Viktor Gyokeres opened the scoring before Waghorn's late second at the Coventry Building Society Arena.
Boro have now gone four games without a win after their first defeat to the Sky Blues in nine years.
The first chance of the game fell to the hosts. Jamie Allen broke down the right-hand side but Waghorn fired over the bar.
Neil Warnock's visitors came close to scoring down the other end, with Uche Ikpeazu unable to get on the end of Norwich loanee Onel Hernandez's delivery.
And Boro threatened again as Marcus Tavernier's effort was beaten away by Sky Blues stopper Simon Moore.
After a brief period of defending, City went on the attack.
Waghorn did well to skip past Sol Bamba, a last-minute replacement for former Manchester United player Paddy McNair, but Joe Lumley produced a fine save.

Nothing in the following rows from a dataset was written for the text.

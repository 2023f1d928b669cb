//! Router builder for the HTTP server

use axum::{routing::get, Router};
use std::time::Duration;
use tower_http::{
    cors::{Any, CorsLayer},
    request_id::{PropagateRequestIdLayer, SetRequestIdLayer},
    timeout::TimeoutLayer,
    trace::{DefaultMakeSpan, DefaultOnRequest, DefaultOnResponse, TraceLayer},
};

use book_kernel::ModuleRegistry;

use crate::MakeRequestUuidV7;

/// Builder for constructing the main HTTP router
pub struct RouterBuilder {
    router: Router,
}

impl RouterBuilder {
    /// Create a new router builder
    pub fn new() -> Self {
        Self {
            router: Router::new(),
        }
    }

    /// Add a route to the router
    pub fn route(mut self, path: &str, route: axum::routing::MethodRouter) -> Self {
        self.router = self.router.route(path, route);
        self
    }

    /// Mount a module's router under `/api/{module_name}`
    pub fn mount_module(mut self, module_name: &str, module_router: Router) -> Self {
        let api_path = format!("/api/{}", module_name);
        self.router = self.router.nest(&api_path, module_router);
        self
    }

    /// Add tracing middleware
    pub fn with_tracing(mut self) -> Self {
        self.router = self.router.layer(
            TraceLayer::new_for_http()
                .make_span_with(DefaultMakeSpan::new().include_headers(true))
                .on_request(DefaultOnRequest::new().level(tracing::Level::INFO))
                .on_response(DefaultOnResponse::new().level(tracing::Level::INFO)),
        );
        self
    }

    /// Add CORS middleware
    pub fn with_cors(mut self) -> Self {
        self.router = self.router.layer(
            CorsLayer::new()
                .allow_origin(Any)
                .allow_methods(Any)
                .allow_headers(Any)
                .expose_headers(Any),
        );
        self
    }

    /// Add request ID middleware; the id is echoed on the response
    pub fn with_request_id(mut self) -> Self {
        self.router = self
            .router
            .layer(PropagateRequestIdLayer::x_request_id())
            .layer(SetRequestIdLayer::x_request_id(MakeRequestUuidV7));
        self
    }

    /// Add timeout middleware
    pub fn with_timeout(mut self, timeout_ms: u64) -> Self {
        self.router = self
            .router
            .layer(TimeoutLayer::new(Duration::from_millis(timeout_ms)));
        self
    }

    /// Add OpenAPI documentation by collecting specs from all modules
    pub fn with_openapi(mut self, registry: &ModuleRegistry) -> Self {
        let mut openapi_spec = serde_json::json!({
            "openapi": "3.1.0",
            "info": {
                "title": "Book API",
                "version": "1.0.0",
                "description": "Book catalogue service API"
            },
            "paths": {},
            "components": {
                "schemas": {}
            }
        });

        openapi_spec["components"]["schemas"]["ErrorResponse"] = serde_json::json!({
            "type": "object",
            "properties": {
                "error": {
                    "type": "object",
                    "properties": {
                        "code": {
                            "type": "string"
                        },
                        "message": {
                            "type": "string"
                        },
                        "details": {
                            "type": "array",
                            "items": {}
                        },
                        "trace_id": {
                            "type": "string"
                        },
                        "timestamp": {
                            "type": "string"
                        }
                    },
                    "required": ["code", "message", "trace_id", "timestamp"]
                }
            },
            "required": ["error"]
        });

        openapi_spec["paths"]["/healthz"] = serde_json::json!({
            "get": {
                "summary": "Health check",
                "responses": {
                    "200": {
                        "description": "OK",
                        "content": {
                            "text/plain": {
                                "schema": {
                                    "type": "string"
                                }
                            }
                        }
                    }
                }
            }
        });

        for module in registry.modules() {
            let Some(module_spec) = module.openapi() else {
                continue;
            };

            // Module paths are relative to /api/{module_name}
            if let Some(paths) = module_spec.get("paths").and_then(|p| p.as_object()) {
                for (path, path_item) in paths {
                    let prefixed_path = format!("/api/{}{}", module.name(), path);
                    openapi_spec["paths"][prefixed_path] = path_item.clone();
                }
            }

            if let Some(schemas) = module_spec
                .get("components")
                .and_then(|c| c.get("schemas"))
                .and_then(|s| s.as_object())
            {
                for (schema_name, schema_def) in schemas {
                    openapi_spec["components"]["schemas"][schema_name] = schema_def.clone();
                }
            }
        }

        let openapi_obj: utoipa::openapi::OpenApi =
            match serde_json::from_value(openapi_spec.clone()) {
                Ok(openapi) => openapi,
                Err(err) => {
                    tracing::warn!(%err, "merged OpenAPI document is invalid; serving a bare one");
                    utoipa::openapi::OpenApiBuilder::new()
                        .info(
                            utoipa::openapi::InfoBuilder::new()
                                .title("Book API")
                                .version("1.0.0")
                                .build(),
                        )
                        .build()
                }
            };

        self.router = self.router.merge(
            utoipa_swagger_ui::SwaggerUi::new("/swagger-ui")
                .url("/api-docs/openapi.json", openapi_obj),
        );

        // Raw merged document for external consumers
        self.router = self.router.route(
            "/docs/openapi.json",
            get(move || async move { axum::Json(openapi_spec.clone()) }),
        );

        self
    }

    /// Build the final router
    pub fn build(self) -> Router {
        self.router
    }
}

impl Default for RouterBuilder {
    fn default() -> Self {
        Self::new()
    }
}
//! HTTP server facade with Axum, error handling, and OpenAPI support.

use anyhow::Context;
use axum::{extract::Request, http::HeaderValue, routing::get, Router};
use tower_http::request_id::{MakeRequestId, RequestId};
use uuid::Uuid;

use book_kernel::{settings::Settings, ModuleRegistry};

pub mod alert;
pub mod error;
pub mod extract;
pub mod pagination;
pub mod router;

pub use alert::AlertHeaders;
pub use error::AppError;
pub use extract::{PathParam, Payload, ValidJson};
pub use pagination::{pagination_headers, PageRequest};

use router::RouterBuilder;

/// Serve the registry's routes until a shutdown signal arrives
pub async fn start_server(registry: &ModuleRegistry, settings: &Settings) -> anyhow::Result<()> {
    tracing::info!(
        "starting HTTP server on {}:{}",
        settings.server.host,
        settings.server.port
    );

    let app = build_router(registry, settings);

    let listener =
        tokio::net::TcpListener::bind(format!("{}:{}", settings.server.host, settings.server.port))
            .await
            .context("failed to bind to address")?;

    tracing::info!(
        "HTTP server listening on http://{}:{}",
        settings.server.host,
        settings.server.port
    );

    axum::serve(listener, app)
        .with_graceful_shutdown(shutdown_signal())
        .await
        .context("HTTP server failed")?;

    tracing::info!("HTTP server stopped");
    Ok(())
}

/// Build the main HTTP router with all module routes mounted
pub fn build_router(registry: &ModuleRegistry, settings: &Settings) -> Router {
    let mut router_builder = RouterBuilder::new().route("/healthz", get(health_check));

    for module in registry.modules() {
        let module_name = module.name();
        tracing::info!(
            module = module_name,
            "mounting module routes under /api/{}",
            module_name
        );
        router_builder = router_builder.mount_module(module_name, module.routes());
    }

    router_builder
        .with_openapi(registry)
        .with_tracing()
        .with_cors()
        .with_request_id()
        .with_timeout(settings.server.request_timeout_ms)
        .build()
}

/// Health check endpoint
async fn health_check() -> &'static str {
    "ok"
}

async fn shutdown_signal() {
    let ctrl_c = async {
        if let Err(err) = tokio::signal::ctrl_c().await {
            tracing::error!(%err, "failed to listen for ctrl-c");
            std::future::pending::<()>().await;
        }
    };

    #[cfg(unix)]
    let terminate = async {
        match tokio::signal::unix::signal(tokio::signal::unix::SignalKind::terminate()) {
            Ok(mut signal) => {
                signal.recv().await;
            }
            Err(err) => {
                tracing::error!(%err, "failed to listen for SIGTERM");
                std::future::pending::<()>().await;
            }
        }
    };

    #[cfg(not(unix))]
    let terminate = std::future::pending::<()>();

    tokio::select! {
        _ = ctrl_c => {},
        _ = terminate => {},
    }

    tracing::info!("shutdown signal received");
}

/// Request ID generator for tracing
#[derive(Clone, Copy, Default)]
pub struct MakeRequestUuidV7;

impl MakeRequestId for MakeRequestUuidV7 {
    fn make_request_id<B>(&mut self, _request: &Request<B>) -> Option<RequestId> {
        let request_id = Uuid::now_v7()
            .to_string()
            .parse::<HeaderValue>()
            .ok()?;
        Some(RequestId::new(request_id))
    }
}
//! `/api/books` handlers.

use axum::{
    extract::{OriginalUri, State},
    http::{header::LOCATION, HeaderMap, HeaderValue, StatusCode},
    response::{IntoResponse, Response},
    routing::get,
    Json, Router,
};
use futures_util::TryStreamExt;

use book_http::{
    pagination_headers, AlertHeaders, AppError, PageRequest, PathParam, Payload, ValidJson,
};

use super::models::BookDto;
use super::service::BookService;

pub const ENTITY_NAME: &str = "book";

#[derive(Clone, Debug)]
pub struct BooksState {
    pub service: BookService,
    pub alerts: AlertHeaders,
}

pub fn router(state: BooksState) -> Router {
    Router::new()
        .route("/", get(list_books).post(create_book))
        .route(
            "/{id}",
            get(get_book)
                .put(update_book)
                .patch(partial_update_book)
                .delete(delete_book),
        )
        .with_state(state)
}

async fn create_book(
    State(state): State<BooksState>,
    ValidJson(dto): ValidJson<BookDto>,
) -> Result<Response, AppError> {
    tracing::debug!(target: "books", ?dto, "REST request to save Book");
    if dto.id.is_some() {
        return Err(AppError::bad_request_alert(
            "A new book cannot already have an ID",
            ENTITY_NAME,
            "idexists",
        ));
    }

    let saved = state.service.save(dto).await?;
    let id = saved.id.map(|id| id.to_string()).unwrap_or_default();

    let mut headers = state.alerts.entity_creation(ENTITY_NAME, &id);
    let location = format!("/api/books/{id}");
    headers.insert(
        LOCATION,
        HeaderValue::from_str(&location).map_err(anyhow::Error::from)?,
    );

    Ok((StatusCode::CREATED, headers, Json(saved)).into_response())
}

async fn update_book(
    State(state): State<BooksState>,
    PathParam(id): PathParam<i64>,
    ValidJson(dto): ValidJson<BookDto>,
) -> Result<Response, AppError> {
    tracing::debug!(target: "books", id, ?dto, "REST request to update Book");
    check_target(&state.service, id, &dto).await?;

    let saved = state.service.update(dto).await?;
    let headers = state.alerts.entity_update(ENTITY_NAME, &id.to_string());
    Ok((headers, Json(saved)).into_response())
}

async fn partial_update_book(
    State(state): State<BooksState>,
    PathParam(id): PathParam<i64>,
    Payload(dto): Payload<BookDto>,
) -> Result<Response, AppError> {
    tracing::debug!(target: "books", id, ?dto, "REST request to partial update Book partially");
    check_target(&state.service, id, &dto).await?;

    match state.service.partial_update(dto).await? {
        Some(saved) => {
            let headers = state.alerts.entity_update(ENTITY_NAME, &id.to_string());
            Ok((headers, Json(saved)).into_response())
        }
        None => Err(AppError::not_found(format!("book {id} not found"))),
    }
}

async fn list_books(
    State(state): State<BooksState>,
    OriginalUri(uri): OriginalUri,
    PageRequest(pageable): PageRequest,
) -> Result<(HeaderMap, Json<Vec<BookDto>>), AppError> {
    tracing::debug!(target: "books", page = pageable.page, size = pageable.size, "REST request to get a page of Books");

    let (total, books) = tokio::try_join!(
        state.service.count_all(),
        state.service.find_all(&pageable).try_collect::<Vec<_>>(),
    )?;

    Ok((pagination_headers(&uri, &pageable, total), Json(books)))
}

async fn get_book(
    State(state): State<BooksState>,
    PathParam(id): PathParam<i64>,
) -> Result<Response, AppError> {
    tracing::debug!(target: "books", id, "REST request to get Book");
    Ok(match state.service.find_one(id).await? {
        Some(book) => Json(book).into_response(),
        None => StatusCode::NOT_FOUND.into_response(),
    })
}

async fn delete_book(
    State(state): State<BooksState>,
    PathParam(id): PathParam<i64>,
) -> Result<Response, AppError> {
    tracing::debug!(target: "books", id, "REST request to delete Book");
    state.service.delete(id).await?;

    let headers = state.alerts.entity_deletion(ENTITY_NAME, &id.to_string());
    Ok((StatusCode::NO_CONTENT, headers).into_response())
}

/// Id gates shared by PUT and PATCH: present, equal to the path id, and stored.
async fn check_target(service: &BookService, id: i64, dto: &BookDto) -> Result<(), AppError> {
    let Some(body_id) = dto.id else {
        return Err(AppError::bad_request_alert("Invalid id", ENTITY_NAME, "idnull"));
    };
    if body_id != id {
        return Err(AppError::bad_request_alert("Invalid ID", ENTITY_NAME, "idinvalid"));
    }
    if !service.exists(id).await? {
        return Err(AppError::bad_request_alert(
            "Entity not found",
            ENTITY_NAME,
            "idnotfound",
        ));
    }
    Ok(())
}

The ball came back into the box and Allen's effort was deflected wide. Dominic Hyam headed the resultant corner into the side netting.
After a slow spell, Hernandez fired wide of the mark after cutting inside to get a shot off six minutes before the break and Bamba's overhead kick was kept out by Moore on the stroke of half-time.
Moore made a fine triple save moments after the restart. The keeper kept out Ikpeazu and Hernandez before getting up to deny the Cuban again.
Down the other end Lumley did well to keep out Hyam's header after he was picked out by Gustavo Hamer's corner at the back post.
Mark Robins' City hit the front with 19 minutes to go. Swedish striker Gyokeres raced on to Allen's through-ball, rounded Lumley and slotted home the opener.
The hosts pushed for a second as Hamer's free-kick forced Lumley into a decent save.
Boro loanee Andraz Sporar headed against the crossbar but Gyokeres could have put the game to bed when he fired over the bar with 10 minutes to go.
Lumley made another good stop right at the death to deny Gyokeres a deserved second but there was nothing he could do to stop Waghorn getting off the mark.